Archive for September 16th, 2015

While price fixing is generally considered illegal, when the central banks do it, it is called capitalism…

September 16, 2015

Jeff Deist of Mises Institute has a piece which criticises Federal Reserve setting interest rates. But the criticism applies to all central banks generally.

He says generally economics says price fixing by any central agency is a bad thing and deemed as illegal. But when central banks fix interest rates it is called capitalism:

Economists, bankers, fund managers, and investors around the world are absolutely fixated on the Federal Reserve’s anticipated announcement this week, with many fearing that a rate hike could trigger more shocks like the recent Black Monday selloff.

In a world of social media and 24-hour news cycles, it’s fair to say Wednesday’s FOMC meeting in the Eccles Building has been the most widely reported and discussed central bank action in history. But missing from the coverage is one fundamental point: “monetary policy” and bureaucratic control over interest rates is not capitalism, it is outright centralized planning.

What else can we call the orchestration of a pivotal price signal in the worldwide economy by 12 individuals sitting in one room? If one accepts the Fed’s role in setting interest rates, it’s hard to understand where and when to draw the line. 

Why not prices of goods, services, and wages?
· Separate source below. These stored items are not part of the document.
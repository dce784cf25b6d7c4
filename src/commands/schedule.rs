use anyhow::Result;

use crate::context::Context;

pub async fn run(ctx: &Context) -> Result<()> {
    let scheduler = ctx.scheduler();
    scheduler.run_forever().await;
    Ok(())
}
use std::sync::Arc;

use chrono::Utc;
use newsdesk_core::{representative_keywords, AppResult, Category};
use newsdesk_extraction::ArticleExtractor;
use newsdesk_reliability::AlertManager;
use newsdesk_resolver::UrlResolver;
use newsdesk_search::{SearchClient, SearchParams};
use newsdesk_storage::Storage;
use tokio::sync::Semaphore;
use tracing::{info, warn};

use crate::relevance;

#[derive(Debug, Clone, Copy, Default)]
pub struct CrawlOutcome {
    pub articles_found: i64,
    pub articles_saved: i64,
}

/// Orchestrates Search -> Resolve -> Extract -> Relevance/Dedup -> Persist
/// for one category, all steps sharing `cid`.
pub struct CrawlEngine {
    search: Arc<SearchClient>,
    resolver: Arc<UrlResolver>,
    extractor: Arc<ArticleExtractor>,
    storage: Storage,
    alerts: Arc<AlertManager>,
    concurrency_limit: usize,
    relevance_threshold: f64,
}

impl CrawlEngine {
    pub fn new(
        search: Arc<SearchClient>,
        resolver: Arc<UrlResolver>,
        extractor: Arc<ArticleExtractor>,
        storage: Storage,
        alerts: Arc<AlertManager>,
        concurrency_limit: usize,
        relevance_threshold: f64,
    ) -> Self {
        CrawlEngine {
            search,
            resolver,
            extractor,
            storage,
            alerts,
            concurrency_limit: concurrency_limit.clamp(1, 15),
            relevance_threshold,
        }
    }

    /// Runs one crawl of `category`. `advanced_mode` gates whether articles
    /// scoring below the category threshold are dropped before persistence.
    /// `job_id`, if given, receives a heartbeat at each step boundary.
    pub async fn crawl(
        &self,
        category: &Category,
        advanced_mode: bool,
        job_id: Option<i64>,
        cid: &str,
    ) -> AppResult<CrawlOutcome> {
        let query = newsdesk_search::build_advanced(&category.keywords, &category.exclude_keywords);

        let params = SearchParams {
            keywords: category.keywords.clone(),
            excludes: category.exclude_keywords.clone(),
            max_results: 100,
            language: category.language.clone(),
            country: category.country.clone(),
            period: category.crawl_period.clone(),
            start_date: None,
            end_date: None,
        };

        let urls = if category.crawl_period.is_some() {
            self.search.search(&params, cid).await?
        } else {
            let end = Utc::now();
            let start = end - chrono::Duration::days(1);
            self.search
                .search_daily_sliding_window(&params, start, end, params.max_results, cid)
                .await?
        };

        self.heartbeat(job_id).await;
        info!(cid = %cid, category = %category.name, urls_found = urls.len(), "search complete");

        if urls.is_empty() {
            return Ok(CrawlOutcome::default());
        }

        let resolved: Vec<String> = self
            .resolver
            .resolve_batch(&urls, cid)
            .await
            .into_iter()
            .filter_map(|(_, resolved)| resolved)
            .collect();

        self.heartbeat(job_id).await;
        info!(cid = %cid, category = %category.name, resolved = resolved.len(), "url resolve complete");

        if resolved.is_empty() {
            return Ok(CrawlOutcome::default());
        }

        let semaphore = Arc::new(Semaphore::new(self.concurrency_limit));
        let mut handles = Vec::with_capacity(resolved.len());
        for url in resolved {
            let semaphore = semaphore.clone();
            let extractor = self.extractor.clone();
            let cid = cid.to_string();
            handles.push(tokio::spawn(async move {
                let _permit = semaphore.acquire_owned().await.ok()?;
                extractor.extract_metadata(&url, &cid).await
            }));
        }

        let mut articles = Vec::with_capacity(handles.len());
        for handle in handles {
            if let Ok(Some(article)) = handle.await {
                articles.push(article);
            }
        }

        self.heartbeat(job_id).await;
        let articles_found = articles.len() as i64;
        info!(cid = %cid, category = %category.name, articles_found, "extraction complete");

        let mut scored = Vec::with_capacity(articles.len());
        for mut article in articles {
            let (relevance_score, matched) = relevance::score(&article, category);
            article.relevance_score = relevance_score;
            article.keywords_matched = matched;
            if advanced_mode && relevance_score < self.relevance_threshold {
                continue;
            }
            scored.push(article);
        }

        if scored.is_empty() {
            return Ok(CrawlOutcome {
                articles_found,
                articles_saved: 0,
            });
        }

        let keyword_matched = representative_keywords(
            &scored
                .iter()
                .flat_map(|a| a.keywords_matched.iter().cloned())
                .collect(),
        );

        let (new, updated, skipped) = self
            .storage
            .bulk_upsert_with_dedup(&scored, category.id, keyword_matched.as_deref(), Some(&query))
            .await?;

        self.heartbeat(job_id).await;
        info!(cid = %cid, category = %category.name, new, updated, skipped, "persistence complete");

        Ok(CrawlOutcome {
            articles_found,
            articles_saved: new + updated,
        })
    }

    async fn heartbeat(&self, job_id: Option<i64>) {
        if let Some(id) = job_id {
            if let Err(e) = self.storage.heartbeat_job(id).await {
                warn!(job_id = id, error = %e, "job heartbeat failed");
            }
        }
    }

    /// Whether the emitted alert history should note an extraction circuit
    /// being open; exposed so JobRunner/Scheduler can surface health without
    /// reaching into the breaker manager directly.
    pub async fn alert_service_degraded(&self, service: &str, detail: &str) {
        self.alerts
            .dispatch(newsdesk_core::Alert {
                alert_type: newsdesk_core::AlertType::ServiceDegraded,
                severity: newsdesk_core::AlertSeverity::Medium,
                message: detail.to_string(),
                details: serde_json::json!({ "service": service }),
                correlation_id: None,
                service_name: Some(service.to_string()),
                timestamp: Utc::now(),
            })
            .await;
    }
}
If experts can determine the price of money, why can’t they determine the price of a bushel of wheat or an automobile? When the former Soviet Union’s State Committee on Prices attempted exactly that, western capitalists scoffed. Yet we accept centralized monetary planning as part and parcel of free markets!

As this blog keeps saying nothing is more ironical than seeing central bankers talk about free markets/capitalism..


China’s forex follies

September 16, 2015


Prof. Barry Eichengreen explains China’s forex follies:

On August 11, China devalued its currency by 2% and modestly reformed its exchange-rate system. This was no earth-shattering event, but financial markets responded as if a meteorite had struck them. The negative reaction is no mystery: China’s devaluation was a textbook example of how not to conduct exchange-rate policy.
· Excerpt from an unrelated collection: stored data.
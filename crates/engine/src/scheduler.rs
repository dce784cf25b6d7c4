use std::sync::Arc;
use std::time::Duration;

use chrono::Utc;
use newsdesk_core::{Alert, AlertSeverity, AlertType, AppResult, JobType};
use newsdesk_reliability::AlertManager;
use newsdesk_storage::Storage;
use tracing::{info, warn};
use uuid::Uuid;

use crate::job_runner::JobRunner;

pub struct SchedulerConfig {
    pub poll_interval: Duration,
    pub max_concurrent_jobs: usize,
    pub job_cleanup_days: i64,
    pub stuck_job_threshold_hours: i64,
}

/// Periodic sweep: dispatches due categories (bounded by
/// `max_concurrent_jobs`), cleans up old jobs, resets stuck ones, and emits
/// a health alert when any are found stuck.
pub struct Scheduler {
    storage: Storage,
    job_runner: Arc<JobRunner>,
    alerts: Arc<AlertManager>,
    config: SchedulerConfig,
}

impl Scheduler {
    pub fn new(storage: Storage, job_runner: Arc<JobRunner>, alerts: Arc<AlertManager>, config: SchedulerConfig) -> Self {
        Scheduler {
            storage,
            job_runner,
            alerts,
            config,
        }
    }

    /// Runs sweeps forever at `poll_interval`. Intended for the `schedule`
    /// CLI subcommand's foreground loop.
    pub async fn run_forever(&self) {
        loop {
            if let Err(e) = self.sweep_once().await {
                warn!(error = %e, "scheduler sweep failed");
            }
            tokio::time::sleep(self.config.poll_interval).await;
        }
    }

    pub async fn sweep_once(&self) -> AppResult<()> {
        self.dispatch_sweep().await?;
        // health must observe the stuck set before cleanup resets it back to PENDING
        self.health_sweep().await?;
        self.cleanup_sweep().await?;
        Ok(())
    }

    async fn dispatch_sweep(&self) -> AppResult<()> {
        let running = self.storage.count_running_jobs().await?;
        let mut capacity = self.config.max_concurrent_jobs.saturating_sub(running as usize);
        if capacity == 0 {
            return Ok(());
        }

        let due = self.storage.list_schedulable_categories().await?;
        for category in due {
            if capacity == 0 {
                break;
            }
            if self.job_runner.has_running_job(category.id).await? {
                continue;
            }

            let cid = Uuid::new_v4().to_string();
            let job = self
                .storage
                .create_job(category.id, JobType::Scheduled, &cid)
                .await?;

            let now = Utc::now();
            let interval_minutes = category.schedule_interval_minutes.unwrap_or(1440) as i64;
            let next_run = now + chrono::Duration::minutes(interval_minutes);
            self.storage
                .update_category_schedule(category.id, now, next_run)
                .await?;

            info!(cid = %cid, category = %category.name, job_id = job.id, "dispatching scheduled job");

            let job_runner = self.job_runner.clone();
            let category_id = category.id;
            let job_id = job.id;
            tokio::spawn(async move {
                if let Err(e) = job_runner.run_job(category_id, job_id, &cid).await {
                    warn!(cid = %cid, error = %e, "dispatched job returned an error");
                }
            });

            capacity -= 1;
        }

        Ok(())
    }

    async fn cleanup_sweep(&self) -> AppResult<()> {
        let deleted = self
            .storage
            .cleanup_jobs_older_than(self.config.job_cleanup_days)
            .await?;
        if deleted > 0 {
            info!(deleted, "cleaned up old completed/failed jobs");
        }

        let reset = self
            .storage
            .reset_stuck_jobs(self.config.stuck_job_threshold_hours)
            .await?;
        if reset > 0 {
            warn!(reset, "reset stuck running jobs back to pending");
        }

        Ok(())
    }

    async fn health_sweep(&self) -> AppResult<()> {
        let stuck = self
            .storage
            .get_stuck_jobs(self.config.stuck_job_threshold_hours)
            .await?;

        if !stuck.is_empty() {
            self.alerts
                .dispatch(Alert {
                    alert_type: AlertType::ServiceDegraded,
                    severity: AlertSeverity::Medium,
                    message: format!("{} job(s) stuck past the heartbeat threshold", stuck.len()),
                    details: serde_json::json!({ "stuck_job_ids": stuck.iter().map(|j| j.id).collect::<Vec<_>>() }),
                    correlation_id: None,
                    service_name: Some("scheduler".to_string()),
                    timestamp: Utc::now(),
                })
                .await;
        }

        Ok(())
    }
}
One of the government’s motivations was presumably to give a boost to China’s slowing economy. Although the service sector, which accounts for the majority of employment, is holding up relatively well, the country’s output of tradable goods, many of which are produced for export, is weakening sharply. Chinese exporters are caught between the pincers of weak foreign demand and rapidly rising domestic wages.

Devaluation is the tried and true remedy for such ills. But a 2% change in currency values is too little to make much of a difference, given that wages in Chinese manufacturing are rising at an annual rate of 10%. It could be that Chinese policymakers regard the 2% devaluation as a down payment – the first in a succession of downward adjustments. But, in that case, they violated the first rule of exchange-rate management: Don’t cut off a cat’s tail in slices.
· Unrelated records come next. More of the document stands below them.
use newsdesk_core::{Article, Category};

/// Scores `article` against `category`'s keywords/excludes and returns the
/// clamped `[0, 1]` relevance score alongside the keywords that matched.
///
/// For each keyword: `+0.7` if it appears in the title, `+0.3` if it appears
/// in the content, plus a frequency bonus capped at `0.3`, with the whole
/// per-keyword contribution capped at `1.0`. The base score averages the
/// per-keyword contributions with keyword coverage, then each matched
/// exclude keyword subtracts a flat `0.2`.
pub fn score(article: &Article, category: &Category) -> (f64, Vec<String>) {
    if category.keywords.is_empty() {
        return (0.0, Vec::new());
    }

    let title_lower = article.title.to_lowercase();
    let content_lower = article.content.as_deref().unwrap_or("").to_lowercase();
    let full_text = format!("{title_lower} {content_lower}");

    let mut keyword_scores = Vec::with_capacity(category.keywords.len());
    let mut matched = Vec::new();

    for kw in &category.keywords {
        let kw_lower = kw.to_lowercase();
        if kw_lower.is_empty() {
            keyword_scores.push(0.0);
            continue;
        }

        let freq = full_text.matches(&kw_lower).count();
        if freq == 0 {
            keyword_scores.push(0.0);
            continue;
        }

        let mut contribution = 0.0;
        if title_lower.contains(&kw_lower) {
            contribution += 0.7;
        }
        if content_lower.contains(&kw_lower) {
            contribution += 0.3;
        }
        contribution += (0.1 * freq as f64).min(0.3);
        keyword_scores.push(contribution.min(1.0));
        matched.push(kw.clone());
    }

    let total = category.keywords.len() as f64;
    let avg = keyword_scores.iter().sum::<f64>() / total;
    let coverage = matched.len() as f64 / total;
    let mut base = (avg + coverage) / 2.0;

    for exclude in &category.exclude_keywords {
        let exclude_lower = exclude.to_lowercase();
        if !exclude_lower.is_empty() && full_text.contains(&exclude_lower) {
            base -= 0.2;
        }
    }

    (base.clamp(0.0, 1.0), matched)
}

#[cfg(test)]
mod tests {
    use super::*;
    use newsdesk_core::Category;

    fn category(keywords: &[&str], excludes: &[&str]) -> Category {
        Category {
            id: 1,
            name: "test".to_string(),
            keywords: keywords.iter().map(|s| s.to_string()).collect(),
            exclude_keywords: excludes.iter().map(|s| s.to_string()).collect(),
            language: "vi".to_string(),
            country: "VN".to_string(),
            is_active: true,
            schedule_enabled: false,
            schedule_interval_minutes: None,
            crawl_period: None,
            last_scheduled_run_at: None,
            next_scheduled_run_at: None,
            disabled_until: None,
        }
    }

    fn article(title: &str, content: Option<&str>) -> Article {
        Article {
            id: None,
            title: title.to_string(),
            content: content.map(|s| s.to_string()),
            author: None,
            publish_date: None,
            source_url: "https://example.com/a".to_string(),
            image_url: None,
            url_hash: Article::url_hash_for("https://example.com/a"),
            content_hash: None,
            first_seen: None,
            last_seen: None,
            keywords_matched: Vec::new(),
            relevance_score: 0.0,
        }
    }

    #[test]
    fn title_match_outscores_content_only_match() {
        let cat = category(&["bitcoin"], &[]);
        let title_hit = article("Bitcoin surges past record high", None);
        let content_hit = article("Markets rally", Some("bitcoin gains continue"));
        let (title_score, _) = score(&title_hit, &cat);
        let (content_score, _) = score(&content_hit, &cat);
        assert!(title_score > content_score);
    }

    #[test]
    fn exclude_keyword_penalizes_score() {
        let cat = category(&["bitcoin"], &["scam"]);
        let clean = article("Bitcoin price update", Some("bitcoin steady this week"));
        let tainted = article("Bitcoin price update", Some("bitcoin scam warning issued"));
        let (clean_score, _) = score(&clean, &cat);
        let (tainted_score, _) = score(&tainted, &cat);
        assert!(tainted_score < clean_score);
    }

    #[test]
    fn score_is_clamped_and_no_keywords_yields_zero() {
        let cat = category(&[], &[]);
        let a = article("Anything", None);
        assert_eq!(score(&a, &cat), (0.0, Vec::new()));
    }

    #[test]
    fn matched_keywords_lists_only_present_terms() {
        let cat = category(&["bitcoin", "ethereum"], &[]);
        let a = article("Bitcoin rally continues", Some("no mention of the other coin"));
        let (_, matched) = score(&a, &cat);
        assert_eq!(matched, vec!["bitcoin".to_string()]);
    }
}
The rationale for this rule is straightforward: If foreign investors expect that more currency depreciation will follow, they will rush out of Chinese markets to avoid further losses. Capital outflows will accelerate, financial conditions will tighten, and investment will suffer. In fact, this is precisely what China is experiencing.

A single large devaluation that gets the entire adjustment out of the way minimizes this risk. Indeed, if investors expect the sharp improvement in competitiveness to lead to stronger economic performance, the currency will recover some of its lost value. Capital will flow in rather than out. Spending will rise rather than fall, which is precisely what China needs in the current circumstances.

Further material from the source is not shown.